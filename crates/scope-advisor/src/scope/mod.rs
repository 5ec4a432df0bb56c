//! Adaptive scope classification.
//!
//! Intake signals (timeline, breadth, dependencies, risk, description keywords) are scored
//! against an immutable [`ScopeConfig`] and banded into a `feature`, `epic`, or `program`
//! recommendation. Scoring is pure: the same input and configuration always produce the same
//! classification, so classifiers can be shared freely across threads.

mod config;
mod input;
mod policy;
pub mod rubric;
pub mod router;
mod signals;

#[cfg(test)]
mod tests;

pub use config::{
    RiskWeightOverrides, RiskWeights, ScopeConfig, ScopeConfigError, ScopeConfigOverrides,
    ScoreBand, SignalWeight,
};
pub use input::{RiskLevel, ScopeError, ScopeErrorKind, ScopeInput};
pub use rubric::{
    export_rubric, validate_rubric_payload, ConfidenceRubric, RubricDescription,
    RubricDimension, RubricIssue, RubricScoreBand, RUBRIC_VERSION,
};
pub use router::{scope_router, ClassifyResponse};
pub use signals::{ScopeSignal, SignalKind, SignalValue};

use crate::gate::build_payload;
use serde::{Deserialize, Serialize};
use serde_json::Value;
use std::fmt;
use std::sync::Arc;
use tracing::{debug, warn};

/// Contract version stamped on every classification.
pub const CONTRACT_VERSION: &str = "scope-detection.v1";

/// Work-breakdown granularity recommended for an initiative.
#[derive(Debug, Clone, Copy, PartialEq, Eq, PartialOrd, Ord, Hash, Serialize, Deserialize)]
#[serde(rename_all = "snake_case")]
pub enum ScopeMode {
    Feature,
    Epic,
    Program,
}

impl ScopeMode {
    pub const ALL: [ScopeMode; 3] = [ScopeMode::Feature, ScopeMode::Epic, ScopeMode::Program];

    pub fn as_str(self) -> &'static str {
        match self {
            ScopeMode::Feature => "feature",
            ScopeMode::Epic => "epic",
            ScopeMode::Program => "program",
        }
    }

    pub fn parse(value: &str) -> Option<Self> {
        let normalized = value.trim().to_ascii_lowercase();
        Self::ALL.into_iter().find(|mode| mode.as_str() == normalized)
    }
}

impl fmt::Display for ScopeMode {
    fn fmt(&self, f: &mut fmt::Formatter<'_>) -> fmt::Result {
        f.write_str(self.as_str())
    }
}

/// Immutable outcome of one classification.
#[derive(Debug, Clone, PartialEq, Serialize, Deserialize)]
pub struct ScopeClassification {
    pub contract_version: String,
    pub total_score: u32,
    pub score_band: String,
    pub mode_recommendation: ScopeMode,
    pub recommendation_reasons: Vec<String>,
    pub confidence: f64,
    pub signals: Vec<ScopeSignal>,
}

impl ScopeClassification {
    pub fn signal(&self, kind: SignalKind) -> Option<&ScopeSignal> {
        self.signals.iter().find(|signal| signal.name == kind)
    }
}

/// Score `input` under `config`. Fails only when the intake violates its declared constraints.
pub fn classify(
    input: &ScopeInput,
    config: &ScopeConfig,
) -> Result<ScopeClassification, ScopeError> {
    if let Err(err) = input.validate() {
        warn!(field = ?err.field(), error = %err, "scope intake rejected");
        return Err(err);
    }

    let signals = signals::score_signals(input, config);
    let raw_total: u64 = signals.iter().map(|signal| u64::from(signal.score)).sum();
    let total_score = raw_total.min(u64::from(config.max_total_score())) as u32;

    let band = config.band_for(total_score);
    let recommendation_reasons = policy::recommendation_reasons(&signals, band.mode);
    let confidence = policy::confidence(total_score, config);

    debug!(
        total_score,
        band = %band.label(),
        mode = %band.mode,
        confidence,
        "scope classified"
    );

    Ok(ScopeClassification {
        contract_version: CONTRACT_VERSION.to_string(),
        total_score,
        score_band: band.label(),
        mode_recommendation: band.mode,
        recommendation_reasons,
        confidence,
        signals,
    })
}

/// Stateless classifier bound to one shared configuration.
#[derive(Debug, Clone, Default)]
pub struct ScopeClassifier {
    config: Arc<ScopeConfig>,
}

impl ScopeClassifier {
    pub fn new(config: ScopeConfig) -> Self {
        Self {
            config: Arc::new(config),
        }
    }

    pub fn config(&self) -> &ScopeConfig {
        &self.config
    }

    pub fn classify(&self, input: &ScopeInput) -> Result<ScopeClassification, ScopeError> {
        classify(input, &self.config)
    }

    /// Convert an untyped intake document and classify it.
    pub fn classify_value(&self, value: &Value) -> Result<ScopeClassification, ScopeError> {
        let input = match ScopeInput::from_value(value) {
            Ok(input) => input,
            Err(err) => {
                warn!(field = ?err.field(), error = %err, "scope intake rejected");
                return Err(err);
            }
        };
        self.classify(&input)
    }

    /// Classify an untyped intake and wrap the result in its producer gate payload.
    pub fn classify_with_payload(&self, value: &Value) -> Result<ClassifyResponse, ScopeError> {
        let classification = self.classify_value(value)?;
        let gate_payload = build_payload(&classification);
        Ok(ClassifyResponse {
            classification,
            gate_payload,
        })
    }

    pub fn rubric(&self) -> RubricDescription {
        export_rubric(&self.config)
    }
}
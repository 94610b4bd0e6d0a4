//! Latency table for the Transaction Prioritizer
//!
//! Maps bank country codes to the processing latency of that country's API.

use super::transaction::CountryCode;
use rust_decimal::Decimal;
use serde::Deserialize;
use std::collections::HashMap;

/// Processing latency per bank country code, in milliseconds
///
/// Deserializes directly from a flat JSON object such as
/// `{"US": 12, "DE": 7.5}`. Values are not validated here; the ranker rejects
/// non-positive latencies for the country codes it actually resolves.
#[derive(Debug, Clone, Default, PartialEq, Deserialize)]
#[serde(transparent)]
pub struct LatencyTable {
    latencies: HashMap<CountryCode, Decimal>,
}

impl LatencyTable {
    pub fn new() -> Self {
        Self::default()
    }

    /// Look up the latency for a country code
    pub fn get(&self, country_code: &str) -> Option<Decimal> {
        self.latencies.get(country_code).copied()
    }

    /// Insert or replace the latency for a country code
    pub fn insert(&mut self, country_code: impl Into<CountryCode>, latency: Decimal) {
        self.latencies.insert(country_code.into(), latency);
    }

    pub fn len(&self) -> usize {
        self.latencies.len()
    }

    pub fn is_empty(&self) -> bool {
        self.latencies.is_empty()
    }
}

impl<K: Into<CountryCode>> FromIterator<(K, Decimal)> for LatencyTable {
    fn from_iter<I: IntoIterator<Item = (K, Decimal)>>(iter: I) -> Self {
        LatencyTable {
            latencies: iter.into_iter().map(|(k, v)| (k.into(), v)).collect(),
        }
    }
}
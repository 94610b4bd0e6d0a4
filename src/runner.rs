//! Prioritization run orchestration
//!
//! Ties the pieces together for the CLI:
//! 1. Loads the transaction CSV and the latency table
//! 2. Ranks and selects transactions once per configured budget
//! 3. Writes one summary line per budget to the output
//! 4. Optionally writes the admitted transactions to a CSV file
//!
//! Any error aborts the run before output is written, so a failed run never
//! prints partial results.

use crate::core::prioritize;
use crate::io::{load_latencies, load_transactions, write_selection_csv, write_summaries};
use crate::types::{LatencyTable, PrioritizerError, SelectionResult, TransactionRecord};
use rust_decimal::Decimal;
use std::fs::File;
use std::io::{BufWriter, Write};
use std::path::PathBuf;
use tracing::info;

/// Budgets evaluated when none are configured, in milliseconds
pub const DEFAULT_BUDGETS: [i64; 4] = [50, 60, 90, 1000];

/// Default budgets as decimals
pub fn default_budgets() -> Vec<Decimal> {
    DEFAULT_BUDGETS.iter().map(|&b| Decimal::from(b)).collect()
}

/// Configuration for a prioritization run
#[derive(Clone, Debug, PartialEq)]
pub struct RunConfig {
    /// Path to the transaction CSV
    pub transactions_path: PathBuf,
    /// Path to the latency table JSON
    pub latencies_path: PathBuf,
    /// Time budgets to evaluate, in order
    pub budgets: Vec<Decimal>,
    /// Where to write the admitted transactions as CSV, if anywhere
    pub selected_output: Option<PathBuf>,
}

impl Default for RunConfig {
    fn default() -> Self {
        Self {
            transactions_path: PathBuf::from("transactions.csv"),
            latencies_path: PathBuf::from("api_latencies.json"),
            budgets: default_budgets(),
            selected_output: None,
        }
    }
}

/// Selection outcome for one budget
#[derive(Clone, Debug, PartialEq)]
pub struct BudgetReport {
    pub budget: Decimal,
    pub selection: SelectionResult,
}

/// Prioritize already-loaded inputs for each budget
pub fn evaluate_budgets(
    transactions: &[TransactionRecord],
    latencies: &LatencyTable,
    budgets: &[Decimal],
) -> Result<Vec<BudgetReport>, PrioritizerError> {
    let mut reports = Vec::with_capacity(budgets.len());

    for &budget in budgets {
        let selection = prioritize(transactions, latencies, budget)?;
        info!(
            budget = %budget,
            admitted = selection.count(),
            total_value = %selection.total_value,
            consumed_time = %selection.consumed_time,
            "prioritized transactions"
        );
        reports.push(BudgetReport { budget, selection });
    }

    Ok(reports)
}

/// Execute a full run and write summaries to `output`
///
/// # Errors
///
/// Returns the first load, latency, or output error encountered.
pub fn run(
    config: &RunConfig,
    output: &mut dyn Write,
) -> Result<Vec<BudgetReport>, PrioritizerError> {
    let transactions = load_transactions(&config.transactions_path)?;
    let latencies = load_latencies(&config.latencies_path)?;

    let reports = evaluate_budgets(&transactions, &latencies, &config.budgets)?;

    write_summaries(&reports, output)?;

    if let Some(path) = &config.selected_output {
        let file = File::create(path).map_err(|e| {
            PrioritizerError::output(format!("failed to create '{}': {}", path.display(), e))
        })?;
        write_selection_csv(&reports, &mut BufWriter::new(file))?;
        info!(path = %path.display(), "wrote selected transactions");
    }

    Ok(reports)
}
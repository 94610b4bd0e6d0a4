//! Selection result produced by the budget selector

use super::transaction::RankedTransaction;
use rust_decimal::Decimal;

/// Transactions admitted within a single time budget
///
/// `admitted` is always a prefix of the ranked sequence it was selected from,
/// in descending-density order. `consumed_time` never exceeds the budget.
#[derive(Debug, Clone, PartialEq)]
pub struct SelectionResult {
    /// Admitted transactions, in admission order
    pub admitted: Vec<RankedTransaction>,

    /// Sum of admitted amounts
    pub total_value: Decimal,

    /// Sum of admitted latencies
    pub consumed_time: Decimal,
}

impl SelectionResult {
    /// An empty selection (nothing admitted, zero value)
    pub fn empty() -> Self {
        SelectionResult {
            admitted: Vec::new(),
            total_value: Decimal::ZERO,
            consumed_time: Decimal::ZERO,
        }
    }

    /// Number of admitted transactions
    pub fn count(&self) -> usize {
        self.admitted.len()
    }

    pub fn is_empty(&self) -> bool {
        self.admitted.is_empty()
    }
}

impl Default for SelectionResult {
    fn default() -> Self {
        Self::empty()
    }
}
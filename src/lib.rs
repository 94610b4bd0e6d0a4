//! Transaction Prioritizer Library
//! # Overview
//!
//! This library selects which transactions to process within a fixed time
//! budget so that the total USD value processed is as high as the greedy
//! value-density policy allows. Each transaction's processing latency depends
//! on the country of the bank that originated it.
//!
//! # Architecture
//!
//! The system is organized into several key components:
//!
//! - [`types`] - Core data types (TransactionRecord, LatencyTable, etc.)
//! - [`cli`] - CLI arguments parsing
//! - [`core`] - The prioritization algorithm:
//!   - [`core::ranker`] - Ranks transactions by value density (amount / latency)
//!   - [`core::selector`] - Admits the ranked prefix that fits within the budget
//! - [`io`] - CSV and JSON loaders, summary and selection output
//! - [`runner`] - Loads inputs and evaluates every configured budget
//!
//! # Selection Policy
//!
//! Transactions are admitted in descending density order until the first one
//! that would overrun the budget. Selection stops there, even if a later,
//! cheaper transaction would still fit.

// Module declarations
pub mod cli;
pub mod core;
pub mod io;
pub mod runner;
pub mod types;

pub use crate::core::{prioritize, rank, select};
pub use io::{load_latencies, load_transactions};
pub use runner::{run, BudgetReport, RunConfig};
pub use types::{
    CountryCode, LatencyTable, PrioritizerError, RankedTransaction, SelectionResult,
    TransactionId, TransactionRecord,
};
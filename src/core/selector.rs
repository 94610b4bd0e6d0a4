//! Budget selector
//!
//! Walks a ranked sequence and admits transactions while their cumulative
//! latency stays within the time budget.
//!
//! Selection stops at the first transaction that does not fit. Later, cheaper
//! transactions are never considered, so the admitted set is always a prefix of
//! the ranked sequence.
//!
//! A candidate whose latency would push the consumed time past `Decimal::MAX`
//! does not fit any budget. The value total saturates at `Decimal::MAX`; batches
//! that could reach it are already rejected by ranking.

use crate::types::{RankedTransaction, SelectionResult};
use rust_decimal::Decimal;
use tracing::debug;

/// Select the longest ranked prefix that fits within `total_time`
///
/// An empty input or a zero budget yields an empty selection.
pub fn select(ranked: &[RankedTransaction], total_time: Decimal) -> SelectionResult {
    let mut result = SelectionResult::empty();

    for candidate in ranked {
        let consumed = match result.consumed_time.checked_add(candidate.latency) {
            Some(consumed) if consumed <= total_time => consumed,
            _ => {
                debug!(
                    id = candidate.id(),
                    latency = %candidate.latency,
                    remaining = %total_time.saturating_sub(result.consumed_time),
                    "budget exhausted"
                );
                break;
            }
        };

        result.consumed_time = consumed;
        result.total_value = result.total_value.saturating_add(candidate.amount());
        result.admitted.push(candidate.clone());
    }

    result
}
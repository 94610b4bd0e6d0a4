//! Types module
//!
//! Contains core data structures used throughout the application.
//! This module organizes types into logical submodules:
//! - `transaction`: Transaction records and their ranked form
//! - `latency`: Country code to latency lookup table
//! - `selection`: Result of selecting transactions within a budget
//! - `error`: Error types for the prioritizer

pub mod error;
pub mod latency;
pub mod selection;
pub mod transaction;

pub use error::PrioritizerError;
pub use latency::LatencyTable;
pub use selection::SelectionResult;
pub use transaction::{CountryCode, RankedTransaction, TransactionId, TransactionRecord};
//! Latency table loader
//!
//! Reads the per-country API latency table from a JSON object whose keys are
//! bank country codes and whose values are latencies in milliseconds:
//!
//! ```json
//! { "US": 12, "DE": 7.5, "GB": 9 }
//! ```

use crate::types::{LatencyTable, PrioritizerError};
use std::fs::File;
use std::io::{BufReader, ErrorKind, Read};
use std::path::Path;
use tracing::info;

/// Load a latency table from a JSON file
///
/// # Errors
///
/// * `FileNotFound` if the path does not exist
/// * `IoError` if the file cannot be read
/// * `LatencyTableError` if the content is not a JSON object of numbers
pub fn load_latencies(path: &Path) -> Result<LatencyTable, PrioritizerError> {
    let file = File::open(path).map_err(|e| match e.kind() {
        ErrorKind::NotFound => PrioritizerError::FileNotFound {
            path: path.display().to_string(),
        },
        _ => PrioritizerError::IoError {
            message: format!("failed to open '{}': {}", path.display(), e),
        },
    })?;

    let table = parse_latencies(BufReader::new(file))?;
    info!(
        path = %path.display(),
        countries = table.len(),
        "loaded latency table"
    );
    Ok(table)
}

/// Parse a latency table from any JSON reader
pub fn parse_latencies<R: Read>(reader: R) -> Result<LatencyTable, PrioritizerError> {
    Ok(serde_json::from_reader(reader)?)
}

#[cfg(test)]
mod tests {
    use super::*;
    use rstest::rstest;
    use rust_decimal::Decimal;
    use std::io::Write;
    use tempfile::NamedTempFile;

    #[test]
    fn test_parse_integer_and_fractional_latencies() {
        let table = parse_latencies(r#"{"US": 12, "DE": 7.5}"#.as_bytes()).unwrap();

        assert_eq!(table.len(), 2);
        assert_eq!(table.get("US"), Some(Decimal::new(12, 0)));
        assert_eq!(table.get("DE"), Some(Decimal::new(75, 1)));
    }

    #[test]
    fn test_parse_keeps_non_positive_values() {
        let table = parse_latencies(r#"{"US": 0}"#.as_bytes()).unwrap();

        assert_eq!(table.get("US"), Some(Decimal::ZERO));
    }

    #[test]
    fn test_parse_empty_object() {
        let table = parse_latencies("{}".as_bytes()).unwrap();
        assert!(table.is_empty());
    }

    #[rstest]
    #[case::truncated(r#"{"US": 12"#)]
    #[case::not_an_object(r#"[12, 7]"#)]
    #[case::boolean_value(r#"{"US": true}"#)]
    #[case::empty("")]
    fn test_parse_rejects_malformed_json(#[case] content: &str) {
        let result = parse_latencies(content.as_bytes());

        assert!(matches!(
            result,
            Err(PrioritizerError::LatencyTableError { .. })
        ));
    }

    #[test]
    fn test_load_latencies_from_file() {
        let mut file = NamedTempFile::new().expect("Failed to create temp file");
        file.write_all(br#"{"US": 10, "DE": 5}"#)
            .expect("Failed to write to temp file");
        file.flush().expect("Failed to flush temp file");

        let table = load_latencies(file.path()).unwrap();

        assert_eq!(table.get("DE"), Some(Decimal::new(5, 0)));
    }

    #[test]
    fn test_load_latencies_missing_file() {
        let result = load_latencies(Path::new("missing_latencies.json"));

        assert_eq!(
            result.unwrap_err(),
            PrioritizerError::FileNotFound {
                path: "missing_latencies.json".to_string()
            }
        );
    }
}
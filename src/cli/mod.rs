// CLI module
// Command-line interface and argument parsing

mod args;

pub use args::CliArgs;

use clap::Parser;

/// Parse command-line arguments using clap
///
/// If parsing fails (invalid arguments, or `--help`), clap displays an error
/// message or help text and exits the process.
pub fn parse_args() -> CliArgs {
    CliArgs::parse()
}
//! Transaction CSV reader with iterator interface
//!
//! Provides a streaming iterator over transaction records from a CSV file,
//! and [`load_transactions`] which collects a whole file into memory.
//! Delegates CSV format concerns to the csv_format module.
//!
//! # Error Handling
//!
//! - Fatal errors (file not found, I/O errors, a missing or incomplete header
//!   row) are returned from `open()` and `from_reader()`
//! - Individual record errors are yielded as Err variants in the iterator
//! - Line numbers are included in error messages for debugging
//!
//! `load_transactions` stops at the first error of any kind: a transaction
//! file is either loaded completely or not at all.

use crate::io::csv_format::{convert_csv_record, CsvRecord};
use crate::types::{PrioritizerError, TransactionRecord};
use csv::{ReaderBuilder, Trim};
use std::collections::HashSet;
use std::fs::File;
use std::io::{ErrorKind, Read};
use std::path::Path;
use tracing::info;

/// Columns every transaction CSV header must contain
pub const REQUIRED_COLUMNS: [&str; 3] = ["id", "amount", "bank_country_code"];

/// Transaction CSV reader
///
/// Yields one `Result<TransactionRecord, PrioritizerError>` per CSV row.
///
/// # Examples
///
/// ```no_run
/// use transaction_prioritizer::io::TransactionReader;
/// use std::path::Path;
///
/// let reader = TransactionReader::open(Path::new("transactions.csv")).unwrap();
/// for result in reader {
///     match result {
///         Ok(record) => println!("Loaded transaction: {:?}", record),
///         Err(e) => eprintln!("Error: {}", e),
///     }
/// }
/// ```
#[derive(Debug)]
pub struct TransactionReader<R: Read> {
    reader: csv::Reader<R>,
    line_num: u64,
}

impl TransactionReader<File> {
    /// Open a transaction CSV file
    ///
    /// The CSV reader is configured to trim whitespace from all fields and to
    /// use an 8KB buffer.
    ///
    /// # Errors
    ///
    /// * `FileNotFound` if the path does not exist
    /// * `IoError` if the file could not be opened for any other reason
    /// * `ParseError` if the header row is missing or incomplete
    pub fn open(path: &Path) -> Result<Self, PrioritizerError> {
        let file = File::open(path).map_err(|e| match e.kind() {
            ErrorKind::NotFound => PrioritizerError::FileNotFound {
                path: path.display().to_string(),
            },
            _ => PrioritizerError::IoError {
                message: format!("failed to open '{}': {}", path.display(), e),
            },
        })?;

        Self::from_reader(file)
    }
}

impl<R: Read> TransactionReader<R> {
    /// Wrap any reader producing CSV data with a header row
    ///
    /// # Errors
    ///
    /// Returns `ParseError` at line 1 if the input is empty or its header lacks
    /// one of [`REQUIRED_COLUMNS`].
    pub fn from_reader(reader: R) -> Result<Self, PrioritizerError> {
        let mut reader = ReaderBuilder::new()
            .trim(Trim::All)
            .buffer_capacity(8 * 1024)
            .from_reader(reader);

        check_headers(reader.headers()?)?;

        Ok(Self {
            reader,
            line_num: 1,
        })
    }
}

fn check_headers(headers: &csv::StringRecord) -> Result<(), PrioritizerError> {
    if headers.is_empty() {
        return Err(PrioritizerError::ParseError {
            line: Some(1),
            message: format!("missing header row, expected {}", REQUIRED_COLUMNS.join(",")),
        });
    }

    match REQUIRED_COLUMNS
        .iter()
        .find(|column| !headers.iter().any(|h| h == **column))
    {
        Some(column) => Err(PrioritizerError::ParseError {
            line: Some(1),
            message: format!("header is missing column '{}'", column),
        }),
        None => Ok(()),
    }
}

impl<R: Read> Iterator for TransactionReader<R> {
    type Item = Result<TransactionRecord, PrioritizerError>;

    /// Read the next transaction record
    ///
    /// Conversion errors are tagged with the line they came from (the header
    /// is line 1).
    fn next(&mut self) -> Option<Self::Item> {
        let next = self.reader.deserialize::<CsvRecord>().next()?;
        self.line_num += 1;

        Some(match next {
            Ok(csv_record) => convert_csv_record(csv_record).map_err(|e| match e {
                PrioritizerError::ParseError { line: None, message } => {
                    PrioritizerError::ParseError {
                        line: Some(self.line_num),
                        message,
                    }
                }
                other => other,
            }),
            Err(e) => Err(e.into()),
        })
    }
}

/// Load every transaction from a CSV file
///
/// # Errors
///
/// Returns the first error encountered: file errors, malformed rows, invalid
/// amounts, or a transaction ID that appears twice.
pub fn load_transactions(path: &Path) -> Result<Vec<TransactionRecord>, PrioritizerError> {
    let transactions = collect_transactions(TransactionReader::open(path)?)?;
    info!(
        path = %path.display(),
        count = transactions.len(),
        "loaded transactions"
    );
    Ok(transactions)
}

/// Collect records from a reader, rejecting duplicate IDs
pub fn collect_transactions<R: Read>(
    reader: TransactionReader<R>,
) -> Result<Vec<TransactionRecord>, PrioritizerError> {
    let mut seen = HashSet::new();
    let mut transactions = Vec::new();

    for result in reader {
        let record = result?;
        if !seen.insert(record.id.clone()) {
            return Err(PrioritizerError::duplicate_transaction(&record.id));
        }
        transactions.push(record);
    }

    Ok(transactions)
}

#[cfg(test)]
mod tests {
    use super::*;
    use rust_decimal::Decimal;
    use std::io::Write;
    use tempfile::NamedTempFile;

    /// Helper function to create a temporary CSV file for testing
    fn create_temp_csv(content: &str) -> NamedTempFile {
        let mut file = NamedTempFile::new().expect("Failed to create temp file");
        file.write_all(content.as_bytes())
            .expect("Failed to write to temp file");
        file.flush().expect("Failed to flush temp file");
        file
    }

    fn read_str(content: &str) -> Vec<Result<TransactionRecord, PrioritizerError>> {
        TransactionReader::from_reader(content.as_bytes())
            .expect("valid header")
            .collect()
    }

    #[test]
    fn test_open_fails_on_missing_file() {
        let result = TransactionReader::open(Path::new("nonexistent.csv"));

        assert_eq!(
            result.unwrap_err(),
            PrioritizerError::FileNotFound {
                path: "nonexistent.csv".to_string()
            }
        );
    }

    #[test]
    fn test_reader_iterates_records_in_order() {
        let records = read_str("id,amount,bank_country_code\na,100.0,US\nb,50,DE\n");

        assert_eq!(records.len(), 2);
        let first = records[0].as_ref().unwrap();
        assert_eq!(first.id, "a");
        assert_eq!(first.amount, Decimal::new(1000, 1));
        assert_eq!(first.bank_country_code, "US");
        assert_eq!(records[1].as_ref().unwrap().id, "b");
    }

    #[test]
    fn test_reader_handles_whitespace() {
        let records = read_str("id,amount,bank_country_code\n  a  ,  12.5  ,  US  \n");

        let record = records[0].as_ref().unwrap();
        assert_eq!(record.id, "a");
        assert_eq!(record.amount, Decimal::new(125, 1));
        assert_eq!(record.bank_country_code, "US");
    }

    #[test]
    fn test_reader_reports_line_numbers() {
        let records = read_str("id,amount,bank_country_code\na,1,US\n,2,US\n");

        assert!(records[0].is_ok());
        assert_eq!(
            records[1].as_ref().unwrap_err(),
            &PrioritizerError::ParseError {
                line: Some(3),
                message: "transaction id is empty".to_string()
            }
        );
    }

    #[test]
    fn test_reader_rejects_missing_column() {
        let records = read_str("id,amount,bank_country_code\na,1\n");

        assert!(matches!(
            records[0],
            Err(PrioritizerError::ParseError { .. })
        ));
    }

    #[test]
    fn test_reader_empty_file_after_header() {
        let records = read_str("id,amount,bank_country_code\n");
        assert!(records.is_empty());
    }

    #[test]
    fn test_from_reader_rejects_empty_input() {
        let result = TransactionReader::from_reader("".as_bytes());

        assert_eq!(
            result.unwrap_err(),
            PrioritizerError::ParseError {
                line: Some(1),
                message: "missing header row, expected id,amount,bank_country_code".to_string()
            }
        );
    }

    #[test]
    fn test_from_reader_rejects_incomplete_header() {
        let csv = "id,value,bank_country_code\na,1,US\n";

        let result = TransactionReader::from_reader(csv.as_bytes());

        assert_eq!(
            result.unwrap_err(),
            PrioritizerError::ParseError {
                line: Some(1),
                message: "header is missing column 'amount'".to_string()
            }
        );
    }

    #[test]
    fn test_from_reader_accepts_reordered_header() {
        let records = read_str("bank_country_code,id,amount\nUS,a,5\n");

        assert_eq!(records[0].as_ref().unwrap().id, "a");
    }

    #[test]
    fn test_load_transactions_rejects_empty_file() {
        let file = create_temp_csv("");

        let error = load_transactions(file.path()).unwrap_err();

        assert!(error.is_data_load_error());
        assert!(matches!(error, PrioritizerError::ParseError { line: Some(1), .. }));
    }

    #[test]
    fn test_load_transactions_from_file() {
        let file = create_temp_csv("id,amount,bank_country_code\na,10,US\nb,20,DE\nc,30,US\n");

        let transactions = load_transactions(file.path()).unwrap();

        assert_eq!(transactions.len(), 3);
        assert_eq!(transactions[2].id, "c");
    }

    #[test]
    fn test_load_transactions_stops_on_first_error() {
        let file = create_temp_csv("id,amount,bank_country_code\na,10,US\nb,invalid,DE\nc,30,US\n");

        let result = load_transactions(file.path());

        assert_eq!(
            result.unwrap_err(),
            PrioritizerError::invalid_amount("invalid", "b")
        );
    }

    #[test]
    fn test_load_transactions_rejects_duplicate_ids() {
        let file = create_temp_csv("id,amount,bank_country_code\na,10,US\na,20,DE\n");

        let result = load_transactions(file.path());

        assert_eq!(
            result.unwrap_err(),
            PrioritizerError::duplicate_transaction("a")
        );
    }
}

WHAT THE TASK REQUIRES: Return every line above that contains the word "cheaper".

SOLUTION TO THIS PROBLEM:
//! cheaper transaction would still fit.
//! Selection stops at the first transaction that does not fit. Later, cheaper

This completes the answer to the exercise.